According to a recent study, Pharmacyclics' lymphocytic leukemia drug Imbruvica is more likely to prevent a patient's disease from worsening compared to it's competitor Arzerra by GlaxoSmithKline. The study was published in the New England Journal of Medicine and analyzed 391 patients whose blood cancer had relapsed, and the results were presented at the American Society of Clinical Oncology meeting in Chicago this past weekend. After six months of treatment 88 percent still taking Imbruvica had not seen their cancer relapse compared to Arzerra's 65 percent.
According to Drew Armstrong of Bloomberg, 16,000 new cases of lymphocytic leukemia will be diagnosed in 2014 and over 25 percent or roughly 4,600 of these people will die from the disease.
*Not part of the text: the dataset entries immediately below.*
use configuration::error::ConfigError;
use thiserror::Error;

#[derive(Error, Debug)]
pub enum AnalyticsError {
    #[error("Invalid analytics configuration: {0}")]
    Configuration(#[from] ConfigError),

    #[error("Not enough data to perform calculation: {0}")]
    NotEnoughData(String),
}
Lymphocytic leukemia causes the white blood cells in bone marrow to turn cancerous, which in turn multiply rapidly before entering the bloodstream. John Byrd, director of hematology at Ohio State University in Columbus stated that “this is the first randomized study that demonstrates ibrutinib improves progression free survival and overall survival compared to a standard therapy."
Imbruvica is taken in pill form rather than intravenously which allows patients to stay on the drug longer but that also results in more side effects. Physicians around the world have touted these new findings and believe it will significantly change the way lymphocytic leukemia is treated. The drug is projected to sell $3.37 billion by 2018.